We make magic here. It's quite uncanny. The camaraderie and tranquility serve up great helpings of ease, luxury and comfort that make our guests so happy. And of course, being able to provide all of this makes us happy too. That's what it is about.

Detail
Summer
Acrylic on Canvas
24 x 24"

Detail
Summer
Acrylic on Canvas
24 x 24"

Out of the Mouths of Babes

 

Mother and Child
Monotype on Paper
15 x 12"

This month I am quoting my son who quotes his five-year old son, my grandson, because I wouldn't be able to say this any better:

"The boy gets deep from time to time, but this came after a hard climb - a steep and slippery half mile to the summit above L.A.'s famous Eagle Rock. Otto has been feeling a little blue about coming in last in the school foot race this year - he was the shortest kid in the entire school - and the seemingly-endless laps around the schoolyard weren't his forte. But on the hill, after tumbling a few times, losing his footing, getting a couple of "ouchies", he said: 'You don't need to be fast to climb mountains. You need to be slow so you can do it right and see everything. And it was scary. I kept thinking I needed candy to help me, but then I realized all I really had to do was face my fears.'

Then, at the bottom, with a handful of buckthorn, a few rocks in his pockets, as he pulled nettles from his socks - all in a conveniently placed chair - he said:

'Mother Nature is everything. She's the plants and the trees, she's everything that ever happened, and everything forever. She's people, even if people don't always know it. She didn't make us. She is us.'

That's facing your fears, I'd say, and overcoming them."

Where do these gems come from? Who knows? How do talents and wisdom arise in children? Yes, for those who are fortunate, it can come from their good parents, good education, happy environment. But often, it seems, in spite of a troubled world, out of unfathomable mystery comes a glimpse of what we humans are capable of, something that must be in all of us.

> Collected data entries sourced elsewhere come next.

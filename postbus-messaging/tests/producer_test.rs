//! Producer integration tests against the in-memory broker

mod common;

use common::*;
use opentelemetry::trace::{SpanKind, Status};
use postbus_messaging::*;
use postbus_testing::InMemoryBroker;
use std::sync::Arc;

async fn bind_queue(broker: &InMemoryBroker, exchange: &str, queue: &str, key: &str) {
    let channel = broker.connect().channel().await.unwrap();
    channel
        .declare_exchange(&ExchangeOptions::new(exchange))
        .await
        .unwrap();
    channel
        .declare_queue(&QueueOptions::new(queue))
        .await
        .unwrap();
    channel
        .bind_queue(queue, exchange, &BindingOptions::new(key))
        .await
        .unwrap();
    channel.close().await.unwrap();
}

#[tokio::test]
async fn test_publish_uses_derived_topology() {
    let broker = InMemoryBroker::new();
    bind_queue(
        &broker,
        "producer_consumer_message",
        "producer_consumer_message_queue",
        "producer_consumer_message",
    )
    .await;

    let message = ProducerConsumerMessage::new("x");
    producer(&broker)
        .publish_message(&message, None)
        .await
        .unwrap();

    let published = broker.published();
    assert_eq!(published.len(), 1);
    let sent = &published[0];
    assert_eq!(sent.exchange, "producer_consumer_message");
    assert_eq!(sent.routing_key, "producer_consumer_message");
    assert!(sent.mandatory);
    assert_eq!(sent.confirmation, PublishConfirmation::Ack);
    assert_eq!(sent.routed_to, vec!["producer_consumer_message_queue"]);

    let props = &sent.properties;
    assert_eq!(props.message_id.as_deref(), Some(message.message_id()));
    assert_eq!(props.kind.as_deref(), Some("ProducerConsumerMessage"));
    assert_eq!(props.content_type.as_deref(), Some(JSON_CONTENT_TYPE));
    assert_eq!(props.delivery_mode, Some(2));
    assert!(props.timestamp.is_some());
    assert!(props.correlation_id.is_some());
    assert_eq!(props.headers.correlation_id(), props.correlation_id.as_deref());
    assert_eq!(props.headers.name(), Some("producer_consumer_message"));
    assert!(props.headers.created().is_some());

    let body: serde_json::Value = serde_json::from_slice(&sent.body).unwrap();
    assert_eq!(body["data"], "x");
    assert_eq!(body["messageId"], message.message_id());
}

#[tokio::test]
async fn test_caller_metadata_is_kept() {
    let broker = InMemoryBroker::new();
    bind_queue(
        &broker,
        "producer_consumer_message",
        "q",
        "producer_consumer_message",
    )
    .await;

    let metadata = Metadata::new()
        .with(keys::CORRELATION_ID, "corr-1")
        .with("tenant", "acme");
    producer(&broker)
        .publish_message(&ProducerConsumerMessage::new("x"), Some(metadata))
        .await
        .unwrap();

    let sent = &broker.published()[0];
    assert_eq!(sent.properties.correlation_id.as_deref(), Some("corr-1"));
    assert_eq!(sent.properties.headers.get_str("tenant"), Some("acme"));
}

#[tokio::test]
async fn test_unroutable_publish_fails() {
    let broker = InMemoryBroker::new();

    let result = producer(&broker)
        .publish_message(&ProducerConsumerMessage::new("x"), None)
        .await;

    assert!(matches!(result, Err(MessagingError::Publish(_))));
    // The exchange was still declared
    assert!(broker.exchange_exists("producer_consumer_message"));
}

#[tokio::test]
async fn test_broker_nack_fails_publish() {
    let broker = InMemoryBroker::new();
    bind_queue(
        &broker,
        "producer_consumer_message",
        "q",
        "producer_consumer_message",
    )
    .await;
    broker.set_nack_publishes(true);

    let result = producer(&broker)
        .publish_message(&ProducerConsumerMessage::new("x"), None)
        .await;

    assert!(matches!(result, Err(MessagingError::Confirm(_))));
    assert_eq!(broker.queue_depth("q"), 0);
}

#[tokio::test]
async fn test_topic_name_overrides_exchange() {
    let broker = InMemoryBroker::new();
    bind_queue(&broker, "audit", "audit_queue", "producer_consumer_message").await;

    producer(&broker)
        .publish_message_with_topic_name(&ProducerConsumerMessage::new("x"), None, Some("audit"))
        .await
        .unwrap();

    assert_eq!(broker.published()[0].exchange, "audit");
    assert_eq!(broker.queue_depth("audit_queue"), 1);
}

#[tokio::test]
async fn test_configured_options_apply() {
    let broker = InMemoryBroker::new();
    bind_queue(&broker, "payments", "payments_queue", "payments.captured").await;

    let options = ProducerOptions {
        exchange: ExchangeOptions::new("payments"),
        routing_key: "payments.captured".to_string(),
        delivery_mode: DeliveryMode::Transient,
        app_id: Some("billing".to_string()),
        priority: Some(5),
        ..ProducerOptions::for_message::<PaymentCaptured>()
    };
    let producer = producer(&broker).with_options::<PaymentCaptured>(options);

    producer
        .publish_message(
            &PaymentCaptured {
                amount_cents: 100,
                ..Default::default()
            },
            None,
        )
        .await
        .unwrap();

    let sent = &broker.published()[0];
    assert_eq!(sent.exchange, "payments");
    assert_eq!(sent.routing_key, "payments.captured");
    assert_eq!(sent.properties.delivery_mode, Some(1));
    assert_eq!(sent.properties.app_id.as_deref(), Some("billing"));
    assert_eq!(sent.properties.priority, Some(5));
}

#[tokio::test]
async fn test_every_publish_closes_its_channel() {
    let broker = InMemoryBroker::new();
    bind_queue(&broker, "producer_consumer_message", "q", "producer_consumer_message").await;
    let producer = producer(&broker);

    for _ in 0..3 {
        producer
            .publish_message(&ProducerConsumerMessage::new("x"), None)
            .await
            .unwrap();
    }
    let _ = producer
        .publish_message_with_topic_name(&ProducerConsumerMessage::new("x"), None, Some("nowhere"))
        .await;

    assert_eq!(broker.open_channels(), 0);
}

#[tokio::test]
async fn test_publish_on_closed_connection_records_error_span() {
    let broker = InMemoryBroker::new();
    let (provider, exporter) = span_recorder();
    let connection = broker.connect();
    let producer = RabbitMqProducer::new(
        connection.clone(),
        Arc::new(JsonSerializer::new()),
        Arc::new(postbus_telemetry::provider_tracer(&provider, "test")),
        postbus_log::Logger::none(),
    );

    connection.close().await.unwrap();
    let result = producer
        .publish_message(&ProducerConsumerMessage::new("x"), None)
        .await;

    assert!(matches!(result, Err(MessagingError::Connection(_))));
    assert!(broker.published().is_empty());

    let spans = exporter.get_finished_spans().unwrap();
    assert_eq!(spans.len(), 1);
    assert_eq!(spans[0].name, "producer_consumer_message publish");
    assert_eq!(spans[0].span_kind, SpanKind::Producer);
    assert!(matches!(spans[0].status, Status::Error { .. }));
}

#[tokio::test]
async fn test_span_reports_configured_exchange_kind() {
    let broker = InMemoryBroker::new();
    let (provider, exporter) = span_recorder();
    let connection = broker.connect();
    let options = ProducerOptions {
        exchange: ExchangeOptions::new("producer_consumer_message").with_kind(ExchangeKind::Direct),
        ..ProducerOptions::for_message::<ProducerConsumerMessage>()
    };
    let producer = RabbitMqProducer::new(
        connection.clone(),
        Arc::new(JsonSerializer::new()),
        Arc::new(postbus_telemetry::provider_tracer(&provider, "test")),
        postbus_log::Logger::none(),
    )
    .with_options::<ProducerConsumerMessage>(options);

    connection.close().await.unwrap();
    let _ = producer
        .publish_message(&ProducerConsumerMessage::new("x"), None)
        .await;

    let spans = exporter.get_finished_spans().unwrap();
    let kind = spans[0]
        .attributes
        .iter()
        .find(|kv| kv.key.as_str() == postbus_telemetry::attributes::MESSAGING_DESTINATION_KIND)
        .map(|kv| kv.value.as_str().to_string());
    assert_eq!(kind.as_deref(), Some("direct"));
}

#[tokio::test]
async fn test_publish_injects_trace_headers() {
    let broker = InMemoryBroker::new();
    bind_queue(&broker, "producer_consumer_message", "q", "producer_consumer_message").await;
    let (provider, exporter) = span_recorder();
    let producer = RabbitMqProducer::new(
        broker.connect(),
        Arc::new(JsonSerializer::new()),
        Arc::new(postbus_telemetry::provider_tracer(&provider, "test")),
        postbus_log::Logger::none(),
    );

    producer
        .publish_message(&ProducerConsumerMessage::new("x"), None)
        .await
        .unwrap();

    let spans = exporter.get_finished_spans().unwrap();
    assert_eq!(spans.len(), 1);
    assert_eq!(spans[0].status, Status::Ok);

    let headers = &broker.published()[0].properties.headers;
    let trace_id = spans[0].span_context.trace_id().to_string();
    let span_id = spans[0].span_context.span_id().to_string();
    assert_eq!(headers.trace_id(), Some(trace_id.as_str()));
    assert_eq!(headers.span_id(), Some(span_id.as_str()));
    assert_eq!(
        headers.traceparent(),
        Some(format!("00-{}-{}-01", trace_id, span_id).as_str())
    );
}

#[tokio::test]
async fn test_hooks_fire_after_confirm() {
    let broker = InMemoryBroker::new();
    bind_queue(&broker, "producer_consumer_message", "q", "producer_consumer_message").await;
    let hooks = Arc::new(Hooks::new());
    let seen = Arc::new(parking_lot::Mutex::new(Vec::new()));
    let recorder = seen.clone();
    hooks.on_produced(move |m| recorder.lock().push(m.message_id.clone()));

    let producer = producer(&broker).with_hooks(hooks);
    let message = ProducerConsumerMessage::new("x");
    producer.publish_message(&message, None).await.unwrap();

    broker.set_nack_publishes(true);
    assert!(producer.publish_message(&message, None).await.is_err());

    assert_eq!(*seen.lock(), vec![message.message_id().to_string()]);
}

The Planet and All Humans Need Love

Gaia - Troubled by What We Do To Her
Acrylic on Canvas, 24x18"

 

Why I'm Afraid

Because the world is gone

Because the pebble rain stops falling
and landscapes burn

Because the air might disappear

What if the geese had no home to return to
what then

what now

What is left for us to imagine when
we have made this reality

unimaginable

- Rosalind Brenner, from her book Omega's Garden

 

My paintings are, for the most part, uplifting, and my poems are dark a lot of the time. Aren't we all capable of both joy and despair? If I catch myself feeling those highs and lows I chalk it up to self-absorption. I'm certainly not being grateful at down moments. Yes, I am grateful when I get glimpses of all the amazing people and things in my life, but when I look at what's happening in the world, I want to stop looking, not see it. What can I actually do?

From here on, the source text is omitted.